A countywide rollout of Google Meet video conferencing began this week at Frederick County Public Schools in an effort to enhance the school system’s continuity through distance learning.
The rollout comes after the technology was field-tested in Tuscarora feeder pattern schools for several weeks.
Through the technology, teachers can set up live online sessions with students to offer additional educational support. Google Meet is not being used for live, virtual lessons.
“There is no direct instruction of new material in a Google Meet session; it is intended for support only,” Kristen Canning, principal of Ballenger Creek Elementary School, said in an email. Ballenger Creek Elementary was one of the pilot schools.
Use of the platform is optional for both teachers and students. Teachers who do choose to use it are not required to hold sessions every day and students are not required to join in.
Guidelines and restrictions have also been put in place to ensure safety of students online, such as no recording of sessions, and students having the option to join with only audio and no video. Students must also have a permission slip signed by a parent or guardian before being allowed to participate.
“While we did not hear from parents who shared specific concerns, we want them to be able to opt out if they are not comfortable which is why it is 100 percent optional for all students,” Canning said.

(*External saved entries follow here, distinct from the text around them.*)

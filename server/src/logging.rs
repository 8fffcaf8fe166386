//! Process-wide logging setup.
//!
//! `log` records from the library are forwarded into `tracing`, so both end
//! up in the same subscriber.

use thiserror::Error;
use tracing_subscriber::layer::SubscriberExt;
use tracing_subscriber::{fmt, EnvFilter, Registry};

/// Filter used when neither `--log-level` nor `RUST_LOG` is set.
pub const DEFAULT_FILTER: &str = "info,tower_http=debug";

#[derive(Debug, Clone, Copy, PartialEq, Eq, clap::ValueEnum)]
pub enum LogFormat {
    Text,
    Json,
}

#[derive(Error, Debug)]
pub enum LoggingError {
    #[error("Invalid log filter '{filter}': {message}")]
    InvalidFilter { filter: String, message: String },

    #[error("Failed to install log bridge: {0}")]
    LogBridge(#[from] tracing_log::log::SetLoggerError),

    #[error("Failed to install tracing subscriber: {0}")]
    Subscriber(#[from] tracing::subscriber::SetGlobalDefaultError),
}

/// Builds the filter: an explicit level wins over `RUST_LOG`.
pub fn filter(level: Option<&str>) -> Result<EnvFilter, LoggingError> {
    match level {
        Some(level) => EnvFilter::try_new(level).map_err(|e| LoggingError::InvalidFilter {
            filter: level.to_string(),
            message: e.to_string(),
        }),
        None => Ok(EnvFilter::try_from_default_env()
            .unwrap_or_else(|_| EnvFilter::new(DEFAULT_FILTER))),
    }
}

/// Installs the global subscriber. Call once, early in `main`.
pub fn init(level: Option<&str>, format: LogFormat) -> Result<(), LoggingError> {
    let filter = filter(level)?;

    tracing_log::LogTracer::init()?;

    let registry = Registry::default().with(filter);
    match format {
        LogFormat::Text => tracing::subscriber::set_global_default(registry.with(fmt::layer()))?,
        LogFormat::Json => {
            tracing::subscriber::set_global_default(registry.with(fmt::layer().json()))?
        }
    }

    Ok(())
}
use std::sync::Arc;

use clap::Parser;
use envdiff::differ::DiffScheduler;
use envdiff::{ClusterDiffer, GitStore};
use envdiff_server::cli::Cli;
use envdiff_server::{gen_router, logging, AppState};
use tower_http::trace::TraceLayer;
use tracing::{error, info};

#[tokio::main]
async fn main() -> Result<(), Box<dyn std::error::Error + Send + Sync>> {
    let cli = Cli::parse();

    logging::init(cli.log_level.as_deref(), cli.log_format)?;

    run(cli).await?;
    Ok(())
}

async fn run(cli: Cli) -> envdiff::Result<()> {
    let settings = cli.settings();
    let store = Arc::new(GitStore::system(&settings.git_repo_dir));
    let differ = Arc::new(ClusterDiffer::new(settings, store)?);

    let scheduler = Arc::new(DiffScheduler::new(differ));
    let handle = scheduler.start()?;

    let app = gen_router()
        .with_state(AppState::new(Arc::clone(&scheduler)))
        .layer(TraceLayer::new_for_http());

    let listener = tokio::net::TcpListener::bind(cli.listen_address).await?;
    info!(listen_address = %cli.listen_address, "starting daemon");

    let served = axum::serve(listener, app)
        .with_graceful_shutdown(shutdown_signal())
        .await;

    info!("stopping reconciliation loop");
    scheduler.stop();
    match tokio::task::spawn_blocking(move || handle.join()).await {
        Ok(Ok(())) => {}
        _ => error!("scheduler thread did not shut down cleanly"),
    }

    served?;
    Ok(())
}

async fn shutdown_signal() {
    let ctrl_c = async {
        if let Err(e) = tokio::signal::ctrl_c().await {
            error!(error = %e, "failed to listen for Ctrl-C");
            std::future::pending::<()>().await;
        }
    };

    #[cfg(unix)]
    let terminate = async {
        match tokio::signal::unix::signal(tokio::signal::unix::SignalKind::terminate()) {
            Ok(mut signal) => {
                signal.recv().await;
            }
            Err(e) => {
                error!(error = %e, "failed to listen for SIGTERM");
                std::future::pending::<()>().await;
            }
        }
    };

    #[cfg(not(unix))]
    let terminate = std::future::pending::<()>();

    tokio::select! {
        _ = ctrl_c => {},
        _ = terminate => {},
    }

    info!("shutdown signal received");
}
//! Reconciliation errors.

use std::fmt;

use serde::ser::SerializeStruct;
use serde::{Serialize, Serializer};
use thiserror::Error;

use crate::config::ConfigError;
use crate::git::GitError;
use crate::manifest::ManifestError;

/// Errors that abort a reconciliation cycle or a query.
#[derive(Error, Debug)]
pub enum DifferError {
    #[error("Invalid differ settings: {0}")]
    Settings(#[source] ConfigError),

    #[error("Git operation failed: {0}")]
    Git(#[from] GitError),

    #[error("Failed to load config document: {0}")]
    Config(#[source] ConfigError),

    #[error("Failed to load manifests of environment '{environment}': {source}")]
    Manifest {
        environment: String,
        #[source]
        source: ManifestError,
    },

    #[error("Unknown environment '{0}'")]
    UnknownEnvironment(String),

    #[error("No snapshot has been published yet")]
    NoSnapshot,

    #[error("Reconciliation cancelled")]
    Cancelled,
}

impl DifferError {
    pub fn is_cancelled(&self) -> bool {
        matches!(self, DifferError::Cancelled)
    }
}

pub type Result<T> = std::result::Result<T, DifferError>;

/// Why a single image could not be resolved to revisions.
///
/// Recorded in the snapshot next to the image instead of failing the cycle.
#[derive(Error, Debug, Clone, PartialEq, Eq)]
pub enum ResolutionError {
    #[error("no repository configured for image '{image}'")]
    NoRepository { image: String },

    #[error("image '{image}' refers to unknown policy '{policy}'")]
    UnknownPolicy { image: String, policy: String },

    #[error("invalid configuration for image '{image}': {message}")]
    Config { image: String, message: String },

    #[error("image '{image}' has no tag in {environment}")]
    MissingTag { image: String, environment: String },

    #[error("policy failed for image '{image}': {message}")]
    Policy { image: String, message: String },

    #[error("git failed for repository '{repository}': {message}")]
    Git { repository: String, message: String },
}

impl ResolutionError {
    /// Stable machine-readable name of the variant.
    pub fn kind(&self) -> ResolutionErrorKind {
        match self {
            ResolutionError::NoRepository { .. } => ResolutionErrorKind::NoRepository,
            ResolutionError::UnknownPolicy { .. } => ResolutionErrorKind::UnknownPolicy,
            ResolutionError::Config { .. } => ResolutionErrorKind::Config,
            ResolutionError::MissingTag { .. } => ResolutionErrorKind::MissingTag,
            ResolutionError::Policy { .. } => ResolutionErrorKind::Policy,
            ResolutionError::Git { .. } => ResolutionErrorKind::Git,
        }
    }
}

#[derive(Debug, Clone, Copy, PartialEq, Eq, Serialize)]
#[serde(rename_all = "camelCase")]
pub enum ResolutionErrorKind {
    NoRepository,
    UnknownPolicy,
    Config,
    MissingTag,
    Policy,
    Git,
}

impl fmt::Display for ResolutionErrorKind {
    fn fmt(&self, f: &mut fmt::Formatter<'_>) -> fmt::Result {
        let name = match self {
            ResolutionErrorKind::NoRepository => "noRepository",
            ResolutionErrorKind::UnknownPolicy => "unknownPolicy",
            ResolutionErrorKind::Config => "config",
            ResolutionErrorKind::MissingTag => "missingTag",
            ResolutionErrorKind::Policy => "policy",
            ResolutionErrorKind::Git => "git",
        };
        f.write_str(name)
    }
}

impl Serialize for ResolutionError {
    fn serialize<S: Serializer>(&self, serializer: S) -> std::result::Result<S::Ok, S::Error> {
        let mut state = serializer.serialize_struct("ResolutionError", 2)?;
        state.serialize_field("kind", &self.kind())?;
        state.serialize_field("message", &self.to_string())?;
        state.end()
    }
}
//! Atomic repointing of checkout links.
//!
//! A link is replaced by creating a fresh symlink under a temporary name in
//! the same directory and renaming it over the old one. Rename within one
//! directory is atomic, so a concurrent reader sees either the old target or
//! the new one.

use std::fs;
use std::io;
use std::path::{Component, Path, PathBuf};

use uuid::Uuid;

use super::error::{GitError, Result};

/// What happened to a link during [`swap_link`].
#[derive(Debug, Clone, PartialEq, Eq)]
pub enum SwapOutcome {
    /// The link already pointed at the requested target.
    Unchanged,
    /// The link was created or repointed.
    Swapped { previous: Option<PathBuf> },
}

/// Points `link` at `target`, replacing any existing link atomically.
///
/// The stored target is relative to the link's directory. `previous` is the
/// old target resolved against that directory.
pub fn swap_link(link: &Path, target: &Path) -> Result<SwapOutcome> {
    let link_dir = link
        .parent()
        .filter(|p| !p.as_os_str().is_empty())
        .unwrap_or(Path::new("."));
    let link_name = link
        .file_name()
        .ok_or_else(|| {
            GitError::filesystem(
                link,
                io::Error::new(io::ErrorKind::InvalidInput, "link path has no file name"),
            )
        })?
        .to_string_lossy()
        .into_owned();

    fs::create_dir_all(link_dir).map_err(|e| GitError::filesystem(link_dir, e))?;

    let relative_target = relative_path(link_dir, target);

    let previous = match fs::read_link(link) {
        Ok(existing) if existing == relative_target => return Ok(SwapOutcome::Unchanged),
        Ok(existing) => Some(normalize(&link_dir.join(existing))),
        Err(e) if e.kind() == io::ErrorKind::NotFound => None,
        Err(e) => {
            log::debug!("Existing {:?} is not a readable symlink: {}", link, e);
            None
        }
    };

    let temp_link = link_dir.join(format!(".{}.{}", link_name, Uuid::new_v4().simple()));
    create_symlink(&relative_target, &temp_link)?;

    if let Err(e) = fs::rename(&temp_link, link) {
        if let Err(cleanup) = fs::remove_file(&temp_link) {
            log::warn!(
                "Failed to remove temporary link {:?}: {}",
                temp_link,
                cleanup
            );
        }
        return Err(GitError::filesystem(link, e));
    }

    Ok(SwapOutcome::Swapped { previous })
}

/// Resolves the current target of `link` against its directory.
pub fn read_target(link: &Path) -> Option<PathBuf> {
    let target = fs::read_link(link).ok()?;
    let link_dir = link.parent().unwrap_or(Path::new("."));
    Some(normalize(&link_dir.join(target)))
}

#[cfg(unix)]
fn create_symlink(target: &Path, link: &Path) -> Result<()> {
    std::os::unix::fs::symlink(target, link).map_err(|e| GitError::filesystem(link, e))
}

#[cfg(windows)]
fn create_symlink(target: &Path, link: &Path) -> Result<()> {
    std::os::windows::fs::symlink_dir(target, link).map_err(|e| GitError::filesystem(link, e))
}

/// Computes the path of `to` relative to the directory `from_dir`.
pub fn relative_path(from_dir: &Path, to: &Path) -> PathBuf {
    let from_canonical = absolutize(from_dir);
    let to_canonical = absolutize(to);

    let from_components: Vec<_> = from_canonical.components().collect();
    let to_components: Vec<_> = to_canonical.components().collect();

    let common_length = from_components
        .iter()
        .zip(to_components.iter())
        .take_while(|(a, b)| a == b)
        .count();

    let mut relative = PathBuf::new();
    for _ in common_length..from_components.len() {
        relative.push("..");
    }
    for component in &to_components[common_length..] {
        relative.push(component);
    }

    if relative.as_os_str().is_empty() {
        relative.push(Component::CurDir);
    }

    relative
}

/// Drops `.` components and folds `..` into the preceding component without
/// touching the filesystem.
pub fn normalize(path: &Path) -> PathBuf {
    let mut normalized = PathBuf::new();
    for component in path.components() {
        match component {
            Component::CurDir => {}
            Component::ParentDir => match normalized.components().next_back() {
                Some(Component::Normal(_)) => {
                    normalized.pop();
                }
                Some(Component::RootDir) | Some(Component::Prefix(_)) => {}
                _ => normalized.push(".."),
            },
            other => normalized.push(other),
        }
    }
    normalized
}

/// Absolute, normalized form of `path`. The deepest existing ancestor is
/// canonicalized so a path that no longer exists still compares equal to
/// the same location spelled through symlinked parents.
fn absolutize(path: &Path) -> PathBuf {
    let absolute = normalize(&std::path::absolute(path).unwrap_or_else(|_| path.to_path_buf()));

    for ancestor in absolute.ancestors() {
        let Ok(canonical) = ancestor.canonicalize() else {
            continue;
        };
        return match absolute.strip_prefix(ancestor) {
            Ok(rest) if !rest.as_os_str().is_empty() => canonical.join(rest),
            _ => canonical,
        };
    }

    absolute
}

/// Returns true if two paths name the same filesystem location.
pub fn same_location(a: &Path, b: &Path) -> bool {
    absolutize(a) == absolutize(b)
}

Schools Superintendent Terry Alban said making sure the technology was safe before implementation was their top priority, which is why FCPS took longer than other districts in the state to begin using video conferencing.

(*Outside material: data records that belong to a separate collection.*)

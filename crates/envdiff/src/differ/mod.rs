//! The reconciliation loop and the snapshot it publishes.

pub mod error;
pub mod reconciler;
pub mod resolve;
pub mod scheduler;
pub mod snapshot;

pub use error::{DifferError, ResolutionError, ResolutionErrorKind};
pub use reconciler::{ClusterDiffer, ImageChanges, CONFIG_CHECKOUT};
pub use resolve::ImageResolver;
pub use scheduler::DiffScheduler;
pub use snapshot::{
    ClusterSnapshot, DiffEntry, DifferState, DifferStatus, EnvironmentSnapshot, ImageStatus,
    SnapshotPublisher, SnapshotReader,
};
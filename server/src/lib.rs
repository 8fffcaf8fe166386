//! HTTP API over a running [`envdiff::ClusterDiffer`].

use std::sync::Arc;

use axum::routing::{get, post};
use axum::Router;
use envdiff::differ::DiffScheduler;
use envdiff::{ClusterDiffer, SnapshotReader};

pub mod cli;
pub mod logging;
mod routes;

#[derive(Clone)]
pub struct AppState {
    scheduler: Arc<DiffScheduler>,
    reader: SnapshotReader,
}

impl AppState {
    pub fn new(scheduler: Arc<DiffScheduler>) -> Self {
        let reader = scheduler.differ().reader();
        Self { scheduler, reader }
    }

    fn differ(&self) -> &Arc<ClusterDiffer> {
        self.scheduler.differ()
    }
}

pub fn gen_router() -> Router<AppState> {
    Router::new()
        .route("/healthz", get(routes::healthz))
        .route("/api/status", get(routes::status))
        .route("/api/diff", get(routes::diff))
        .route("/api/revisions", get(routes::revisions))
        .route("/api/changes/:environment", get(routes::changes))
        .route("/api/sync", post(routes::sync))
}
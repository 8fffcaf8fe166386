//! Remote repository addresses.
//!
//! A repository can be named either by an absolute URI
//! (`https://github.com/weaveworks/cortex`, `ssh://git@host/repo.git`,
//! `file:///srv/git/config`) or by the SCP-like shorthand git accepts
//! (`git@github.com:weaveworks/cortex.git`). Both forms render back to the
//! exact text they were parsed from, and that canonical text is what gets
//! handed to `git` and hashed into the local mirror name.
//!
//! Parsing tries the URI form first. Only URIs with an authority or a
//! hierarchical path are accepted as URIs; `host:path` strings that the URI
//! grammar would read as an opaque scheme fall through to the SCP form.

use std::fmt;
use std::str::FromStr;

use serde::{Deserialize, Serialize};
use sha2::{Digest, Sha256};
use thiserror::Error;
use url::Url;

/// Errors from parsing a repository address.
#[derive(Debug, Error, PartialEq, Eq)]
pub enum AddressError {
    #[error("repository address is empty")]
    Empty,

    #[error("'{0}' is neither an absolute URI nor a user@host:path address")]
    Unrecognized(String),
}

/// A parsed remote repository address.
#[derive(Debug, Clone, PartialEq, Eq, PartialOrd, Ord, Hash, Serialize, Deserialize)]
#[serde(try_from = "String", into = "String")]
pub enum RepoAddress {
    /// Standard absolute URI.
    Uri(Url),
    /// SCP-like shorthand: `[user@]host:path`.
    Scp {
        user: Option<String>,
        host: String,
        path: String,
    },
}

impl RepoAddress {
    /// Parses an address, trying the URI form before the SCP shorthand.
    pub fn parse(input: &str) -> Result<Self, AddressError> {
        let input = input.trim();
        if input.is_empty() {
            return Err(AddressError::Empty);
        }

        if let Ok(url) = Url::parse(input) {
            if !url.cannot_be_a_base() {
                return Ok(RepoAddress::Uri(url));
            }
        }

        Self::parse_scp(input).ok_or_else(|| AddressError::Unrecognized(input.to_string()))
    }

    fn parse_scp(input: &str) -> Option<Self> {
        let (prefix, path) = input.split_once(':')?;
        if prefix.contains('/') || path.is_empty() {
            return None;
        }

        let (user, host) = match prefix.rsplit_once('@') {
            Some((user, host)) => {
                if user.is_empty() {
                    return None;
                }
                (Some(user.to_string()), host)
            }
            None => (None, prefix),
        };

        if host.is_empty() {
            return None;
        }

        Some(RepoAddress::Scp {
            user,
            host: host.to_string(),
            path: path.to_string(),
        })
    }

    /// Returns the canonical text form.
    pub fn canonical(&self) -> String {
        self.to_string()
    }

    /// Returns the repository path component.
    pub fn path(&self) -> &str {
        match self {
            RepoAddress::Uri(url) => url.path(),
            RepoAddress::Scp { path, .. } => path,
        }
    }

    /// Final path segment with any `.git` suffix removed, e.g. `cortex`.
    pub fn last_segment(&self) -> String {
        let trimmed = self.path().trim_end_matches('/');
        let segment = trimmed.rsplit('/').next().unwrap_or("");
        let segment = segment.strip_suffix(".git").unwrap_or(segment);

        if segment.is_empty() {
            "repo".to_string()
        } else {
            segment.to_string()
        }
    }

    /// Deterministic directory name for the local mirror of this address:
    /// `<sha256(canonical)>-<last segment>`.
    pub fn storage_name(&self) -> String {
        let digest = Sha256::digest(self.canonical().as_bytes());
        format!("{}-{}", hex::encode(digest), self.last_segment())
    }
}

impl fmt::Display for RepoAddress {
    fn fmt(&self, f: &mut fmt::Formatter<'_>) -> fmt::Result {
        match self {
            RepoAddress::Uri(url) => f.write_str(url.as_str()),
            RepoAddress::Scp {
                user: Some(user),
                host,
                path,
            } => write!(f, "{}@{}:{}", user, host, path),
            RepoAddress::Scp {
                user: None,
                host,
                path,
            } => write!(f, "{}:{}", host, path),
        }
    }
}

impl FromStr for RepoAddress {
    type Err = AddressError;

    fn from_str(s: &str) -> Result<Self, Self::Err> {
        Self::parse(s)
    }
}

impl TryFrom<String> for RepoAddress {
    type Error = AddressError;

    fn try_from(value: String) -> Result<Self, Self::Error> {
        Self::parse(&value)
    }
}

impl From<RepoAddress> for String {
    fn from(address: RepoAddress) -> Self {
        address.canonical()
    }
}
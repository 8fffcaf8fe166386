//! Resolves changed images to source revision ranges.

use std::collections::HashMap;
use std::path::PathBuf;

use crate::config::{ImageSpec, LoadedConfig};
use crate::git::{GitStore, RepoAddress, RevSpec};
use crate::manifest::ImageDiff;
use crate::policy::RevisionPolicy;

use super::error::ResolutionError;
use super::snapshot::ImageStatus;

type MirrorResult = std::result::Result<PathBuf, ResolutionError>;

/// Per-cycle image resolution.
///
/// Each image repository is synced at most once per resolver; a failed sync
/// is remembered and reported for every image that shares the repository.
pub struct ImageResolver<'a> {
    store: &'a GitStore,
    config: &'a LoadedConfig,
    source: &'a str,
    target: &'a str,
    mirrors: HashMap<RepoAddress, MirrorResult>,
}

impl<'a> ImageResolver<'a> {
    pub fn new(store: &'a GitStore, config: &'a LoadedConfig) -> Self {
        let environments = &config.config.spec.environments;
        Self {
            store,
            config,
            source: &environments.source.name,
            target: &environments.target.name,
            mirrors: HashMap::new(),
        }
    }

    pub fn resolve(&mut self, change: &ImageDiff) -> ImageStatus {
        self.try_resolve(change).unwrap_or_else(ImageStatus::from)
    }

    fn try_resolve(&mut self, change: &ImageDiff) -> Result<ImageStatus, ResolutionError> {
        let image = change.image();
        let spec = self.image_spec(image)?;
        let address = RepoAddress::parse(&spec.repository).map_err(|e| ResolutionError::Config {
            image: image.to_string(),
            message: e.to_string(),
        })?;
        let policy = self.policy(image, spec)?;

        match change {
            ImageDiff::Changed { old, new, .. } => {
                let old_rev = revision(&policy, image, old.as_deref(), self.target)?;
                let new_rev = revision(&policy, image, new.as_deref(), self.source)?;
                let mirror = self.mirror(&address)?;

                let (start, end) = (RevSpec::new(old_rev), RevSpec::new(new_rev));
                let revisions = self
                    .store
                    .log_filtered(&mirror, &start, &end, &spec.paths)
                    .map_err(|e| git_failure(&address, e))?;

                Ok(ImageStatus::Resolved {
                    repository: address.canonical(),
                    range: RevSpec::range(&start, &end),
                    revisions,
                })
            }
            ImageDiff::Added { label, .. } | ImageDiff::Removed { label, .. } => {
                let environment = match change {
                    ImageDiff::Added { .. } => self.source,
                    _ => self.target,
                };
                let revision = revision(&policy, image, label.as_deref(), environment)?;
                self.mirror(&address)?;

                Ok(ImageStatus::Unpaired {
                    repository: address.canonical(),
                    environment: environment.to_string(),
                    revision,
                })
            }
        }
    }

    fn image_spec(&self, image: &str) -> Result<&'a ImageSpec, ResolutionError> {
        self.config
            .config
            .spec
            .images
            .get(image)
            .ok_or_else(|| ResolutionError::NoRepository {
                image: image.to_string(),
            })
    }

    fn policy(&self, image: &str, spec: &ImageSpec) -> Result<RevisionPolicy, ResolutionError> {
        match &spec.policy {
            None => Ok(RevisionPolicy::Identity),
            Some(name) => self.config.policies.get(name).cloned().ok_or_else(|| {
                ResolutionError::UnknownPolicy {
                    image: image.to_string(),
                    policy: name.clone(),
                }
            }),
        }
    }

    fn mirror(&mut self, address: &RepoAddress) -> MirrorResult {
        let store = self.store;
        self.mirrors
            .entry(address.clone())
            .or_insert_with(|| {
                store.sync_address(address).map_err(|e| {
                    tracing::warn!(repository = %address, error = %e, "Image repository sync failed");
                    git_failure(address, e)
                })
            })
            .clone()
    }
}

/// Maps a tag through a policy.
pub(crate) fn revision(
    policy: &RevisionPolicy,
    image: &str,
    tag: Option<&str>,
    environment: &str,
) -> Result<String, ResolutionError> {
    let tag = tag.ok_or_else(|| ResolutionError::MissingTag {
        image: image.to_string(),
        environment: environment.to_string(),
    })?;
    policy.apply(tag).map_err(|e| ResolutionError::Policy {
        image: image.to_string(),
        message: e.to_string(),
    })
}

pub(crate) fn git_failure(address: &RepoAddress, error: crate::git::GitError) -> ResolutionError {
    ResolutionError::Git {
        repository: address.canonical(),
        message: error.to_string(),
    }
}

“Our technology folks were like, ‘you will not use Zoom, it’s not secure, absolutely not’ and yet other districts were using it... We’ve gone a little bit more slow and steady there,” Alban said.

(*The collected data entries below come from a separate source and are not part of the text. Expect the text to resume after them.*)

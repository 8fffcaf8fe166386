//! Semantic validation of a parsed `DiffConfig`.

use std::path::{Component, Path};

use crate::git::RepoAddress;
use crate::policy::PolicySet;

use super::error::{ConfigError, Result};
use super::schema::{DiffConfig, EnvironmentSpec};

/// Validator for the config document.
///
/// Collects every problem instead of stopping at the first one. Image
/// entries with unknown policies or unparsable repositories are accepted
/// here and reported per image when the differ resolves them.
#[derive(Debug, Default)]
pub struct ConfigValidator {
    errors: Vec<String>,
}

impl ConfigValidator {
    pub fn new() -> Self {
        Self::default()
    }

    /// Validates the document and compiles its policies.
    pub fn validate(&mut self, config: &DiffConfig) -> Result<PolicySet> {
        self.errors.clear();
        let spec = &config.spec;

        self.validate_environment("source", &spec.environments.source);
        self.validate_environment("target", &spec.environments.target);

        let (source, target) = (&spec.environments.source, &spec.environments.target);
        if !source.name.is_empty() && source.name == target.name {
            self.errors.push(format!(
                "environments: source and target are both named '{}'",
                source.name
            ));
        }

        if spec.poll_interval_secs == Some(0) {
            self.errors
                .push("pollIntervalSecs: must be greater than zero".to_string());
        }

        for (name, image) in &spec.images {
            if name.trim().is_empty() {
                self.errors.push("images: empty image name".to_string());
            }
            if image.repository.trim().is_empty() {
                self.errors
                    .push(format!("images.{}.repository: must not be empty", name));
            }
            for (i, path) in image.paths.iter().enumerate() {
                self.check_relative_path(path, &format!("images.{}.paths[{}]", name, i));
            }
        }

        let policies = match PolicySet::compile(&spec.policies) {
            Ok(policies) => Some(policies),
            Err((name, e)) => {
                self.errors.push(format!("policies.{}: {}", name, e));
                None
            }
        };

        match policies {
            Some(policies) if self.errors.is_empty() => Ok(policies),
            _ => Err(ConfigError::Validation(self.errors.join("; "))),
        }
    }

    /// Returns the problems found by the last `validate` call.
    pub fn errors(&self) -> &[String] {
        &self.errors
    }

    fn validate_environment(&mut self, role: &str, env: &EnvironmentSpec) {
        let field = format!("environments.{}", role);

        if env.name.trim().is_empty() {
            self.errors.push(format!("{}.name: must not be empty", field));
        } else if env.name.starts_with('.') || env.name.contains(['/', '\\']) {
            self.errors.push(format!(
                "{}.name: '{}' must not start with '.' or contain path separators",
                field, env.name
            ));
        }

        if env.path.trim().is_empty() {
            self.errors.push(format!("{}.path: must not be empty", field));
        } else {
            self.check_relative_path(&env.path, &format!("{}.path", field));
        }

        match (&env.repository, &env.branch) {
            (Some(repository), _) => {
                if let Err(e) = RepoAddress::parse(repository) {
                    self.errors
                        .push(format!("{}.repository: {}", field, e));
                }
            }
            (None, Some(_)) => self
                .errors
                .push(format!("{}.branch: requires a repository", field)),
            (None, None) => {}
        }

        if env.branch.as_deref().is_some_and(|b| b.trim().is_empty()) {
            self.errors.push(format!("{}.branch: must not be empty", field));
        }
    }

    /// Paths must stay inside the checkout they are resolved against.
    fn check_relative_path(&mut self, path: &str, field: &str) {
        let escapes = Path::new(path)
            .components()
            .any(|c| matches!(c, Component::ParentDir | Component::RootDir | Component::Prefix(_)));
        if escapes {
            self.errors.push(format!(
                "{}: '{}' must be relative and must not contain '..'",
                field, path
            ));
        }
    }
}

Kimberly Mazaleski, principal of Tuscarora Elementary School – another pilot school – said she appreciates that FCPS took its time.
“I think that not rushing it was a very wise idea...we were able to avoid some of the pitfalls that you see in other places around the country,” Mazaleski said. “We haven’t dragged our feet but we have been careful and done it strategically.”
Jessica Skaare’s son, Jackson, is a fifth-grader at Ballenger Creek Elementary. He has participated in Google Meet sessions with his teacher for almost a month now. Skaare said she understands that it took time to put in place but wishes it had been available sooner.
“When we went to distance learning back in March — that was my concern — was no live connection,” Skaare said. “Google Meet has been a game changer...it’s like he’s in class. He gets dressed, he’s ready to go, he’s not in his pajamas, he’s not in his bedroom, he’s in his learning spot.”
Not only has it provided Jackson with a sense of structure during an uncertain time, Skaare says it has also helped him feel social again.
“He is an only child so he was really missing just the simple connection to his teacher and to his classmates,” Skaare said.
That simple connection of just seeing one’s classroom community is critical, especially with elementary schoolers, said Denise Davis a fourth-grade teacher at Tuscarora Elementary.
“Teaching, especially at an elementary school level, it’s all about the connections you have with your kids,” she said. “All of us felt so isolated from our classes that once we heard we were going to be able to do the Google Meets, everyone was just so excited...and when we actually saw our kids, it was like oh my goodness, finally, sunshine.”
Mazaleski said use of video conferencing gives a social-emotional touch to distance learning, something that many students and teachers have been missing.
Additionally, Mazaleski said that since piloting Google Meet, they have seen an overall improvement in student performance.
“We saw a lot of our kids begin to turn in more work and participate and ask more questions when they had the ability to touch base with their teachers in this way,” Mazaleski said.
Both herself and Davis said live, virtual sessions, whether through Google Meet or something else, will be an important aspect to distance learning if it continues past the summer. It helps students get extra help, feel connected, and stay motivated.
“I think it’s showing [students]...their teacher and their school and their classmates, we’re just all there to support each other and continue the learning...it shows them perseverance,” Davis said.